[[ RECORDS SHOWN, beginning ]]

//! `rudder app`: read Application status straight from the status store.

use anyhow::{bail, Context, Result};
use chrono::{DateTime, Utc};
use clap::{Args, Subcommand};
use colored::Colorize;
use tabled::{settings::Style, Table, Tabled};

use rudder_core::store::{list_records_at, load_record_at, record_path_at};
use rudder_core::{AppName, AppRecord, HealthStatus, OperationPhase, SyncStatusCode};
use rudder_daemon::summarize;

#[derive(Subcommand, Debug)]
pub enum AppCommand {
    /// List every known Application.
    List(ListArgs),
    /// Show one Application with its per-resource status.
    Get(GetArgs),
}

#[derive(Args, Debug)]
pub struct ListArgs {
    /// Emit machine-readable JSON.
    #[arg(long)]
    pub json: bool,
}

#[derive(Args, Debug)]
pub struct GetArgs {
    /// Application name.
    pub name: String,

    /// Emit the full status record as JSON.
    #[arg(long)]
    pub json: bool,
}

#[derive(Tabled)]
struct AppRow {
    #[tabled(rename = "name")]
    name: String,
    #[tabled(rename = "parent")]
    parent: String,
    #[tabled(rename = "sync")]
    sync: String,
    #[tabled(rename = "health")]
    health: String,
    #[tabled(rename = "revision")]
    revision: String,
    #[tabled(rename = "last operation")]
    operation: String,
    #[tabled(rename = "reconciled")]
    reconciled: String,
}

#[derive(Tabled)]
struct ResourceRow {
    #[tabled(rename = "kind")]
    kind: String,
    #[tabled(rename = "namespace")]
    namespace: String,
    #[tabled(rename = "name")]
    name: String,
    #[tabled(rename = "status")]
    status: String,
    #[tabled(rename = "health")]
    health: String,
    #[tabled(rename = "wave")]
    wave: i32,
    #[tabled(rename = "message")]
    message: String,
}

pub fn run(command: AppCommand) -> Result<()> {
    let home = super::home()?;
    match command {
        AppCommand::List(args) => {
            let records = list_records_at(&home).context("failed to read status store")?;
            if args.json {
                let rows: Vec<_> = records.iter().map(summarize).collect();
                println!(
                    "{}",
                    serde_json::to_string_pretty(&rows).context("failed to render JSON")?
                );
                return Ok(());
            }
            if records.is_empty() {
                println!("No applications. Add a definition under ~/.rudder/apps/.");
                return Ok(());
            }
            let mut table = Table::new(records.iter().map(app_row));
            table.with(Style::rounded());
            println!("{table}");
        }
        AppCommand::Get(args) => {
            let name = AppName::from(args.name.as_str());
            if !record_path_at(&home, &name).exists() {
                bail!("unknown application '{name}'");
            }
            let record = load_record_at(&home, &name)
                .with_context(|| format!("failed to load status for '{name}'"))?;
            if args.json {
                println!(
                    "{}",
                    serde_json::to_string_pretty(&record).context("failed to render JSON")?
                );
                return Ok(());
            }
            print_record(&record);
        }
    }
    Ok(())
}

fn app_row(record: &AppRecord) -> AppRow {
    let status = &record.status;
    let mut name = record.app.name.to_string();
    if status.orphaned {
        name.push_str(" (orphaned)");
    }
    AppRow {
        name,
        parent: record
            .parent
            .as_ref()
            .map(ToString::to_string)
            .unwrap_or_else(|| "-".to_string()),
        sync: sync_label(status.sync),
        health: health_label(status.health),
        revision: status.revision.clone().unwrap_or_else(|| "-".to_string()),
        operation: status
            .operation
            .as_ref()
            .map(|op| phase_label(op.phase))
            .unwrap_or_else(|| "-".to_string()),
        reconciled: status
            .reconciled_at
            .map(format_age)
            .unwrap_or_else(|| "never".to_string()),
    }
}

fn print_record(record: &AppRecord) {
    let app = &record.app;
    let status = &record.status;

    println!("{}  {}", "Name:".bold(), app.name);
    if let Some(parent) = &record.parent {
        println!("{}  {parent}", "Parent:".bold());
    }
    println!(
        "{}  {} @ {} ({})",
        "Source:".bold(),
        app.source.repo_url,
        app.source.target_revision,
        app.source.path
    );
    println!(
        "{}  {}/{}",
        "Destination:".bold(),
        app.destination.server,
        app.destination.namespace
    );
    println!(
        "{}  {}  {}  {}",
        "Status:".bold(),
        sync_label(status.sync),
        health_label(status.health),
        if status.orphaned {
            "orphaned".magenta().to_string()
        } else {
            String::new()
        }
    );
    println!(
        "{}  {} (synced {})",
        "Revision:".bold(),
        status.revision.as_deref().unwrap_or("-"),
        status.synced_revision.as_deref().unwrap_or("-")
    );
    if let Some(op) = &status.operation {
        let mut line = format!(
            "{} {} attempt {} ({:?})",
            phase_label(op.phase),
            op.revision,
            op.attempt,
            op.trigger
        );
        if op.dry_run {
            line.push_str(" [dry-run]");
        }
        if !op.message.is_empty() {
            line.push_str(&format!(": {}", op.message));
        }
        println!("{}  {line}", "Operation:".bold());
    }
    if let Some(failure) = &status.failure {
        println!(
            "{}  {}: {}",
            "Failure:".bold(),
            failure.kind.to_string().red(),
            failure.message
        );
    }
    if !status.children.is_empty() {
        let children: Vec<_> = status.children.iter().map(ToString::to_string).collect();
        println!("{}  {}", "Children:".bold(), children.join(", "));
    }

    if status.resources.is_empty() {
        return;
    }
    let rows: Vec<ResourceRow> = status
        .resources
        .iter()
        .map(|r| ResourceRow {
            kind: r.key.kind.clone(),
            namespace: r.key.namespace.clone(),
            name: r.key.name.clone(),
            status: r.class.to_string(),
            health: health_label(r.health),
            wave: r.wave,
            message: r
                .error
                .clone()
                .or_else(|| r.health_message.clone())
                .unwrap_or_default(),
        })
        .collect();
    let mut table = Table::new(rows);
    table.with(Style::rounded());
    println!();
    println!("{table}");
}

fn sync_label(sync: SyncStatusCode) -> String {
    match sync {
        SyncStatusCode::Synced => sync.to_string().green().to_string(),
        SyncStatusCode::OutOfSync => sync.to_string().yellow().to_string(),
        SyncStatusCode::Unknown => sync.to_string().dimmed().to_string(),
    }
}

fn health_label(health: HealthStatus) -> String {
    let text = health.to_string();
    match health {
        HealthStatus::Healthy => text.green().to_string(),
        HealthStatus::Progressing => text.cyan().to_string(),
        HealthStatus::Degraded => text.red().to_string(),
        HealthStatus::Missing => text.yellow().to_string(),
        HealthStatus::Unknown => text.dimmed().to_string(),
    }
}

pub(crate) fn phase_label(phase: OperationPhase) -> String {
    let text = phase.to_string();
    match phase {
        OperationPhase::Succeeded => text.green().to_string(),
        OperationPhase::Failed | OperationPhase::Error => text.red().to_string(),
        OperationPhase::Terminated => text.yellow().to_string(),
        OperationPhase::Pending | OperationPhase::Running => text.cyan().to_string(),
    }
}

fn format_age(at: DateTime<Utc>) -> String {
    let secs = (Utc::now() - at).num_seconds().max(0);
    match secs {
        0..=59 => format!("{secs}s ago"),
        60..=3599 => format!("{}m ago", secs / 60),
        3600..=86_399 => format!("{}h ago", secs / 3600),
        _ => format!("{}d ago", secs / 86_400),
    }
}

#[cfg(test)]
mod tests {
    use super::*;
    use chrono::Duration;

    #[test]
    fn age_picks_the_largest_whole_unit() {
        assert_eq!(format_age(Utc::now() - Duration::seconds(5)), "5s ago");
        assert_eq!(format_age(Utc::now() - Duration::minutes(3)), "3m ago");
        assert_eq!(format_age(Utc::now() - Duration::hours(2)), "2h ago");
        assert_eq!(format_age(Utc::now() - Duration::days(4)), "4d ago");
    }

    #[test]
    fn future_timestamps_clamp_to_zero() {
        assert_eq!(format_age(Utc::now() + Duration::minutes(1)), "0s ago");
    }
}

[[ RECORDS SHOWN, end ]]

* [WORK INSTRUCTIONS]
Wherever "AppRecord" occurs in the records above, copy the line it sits in.

* [ANSWER TO THE EXERCISE]
use rudder_core::{AppName, AppRecord, HealthStatus, OperationPhase, SyncStatusCode};
fn app_row(record: &AppRecord) -> AppRow {
fn print_record(record: &AppRecord) {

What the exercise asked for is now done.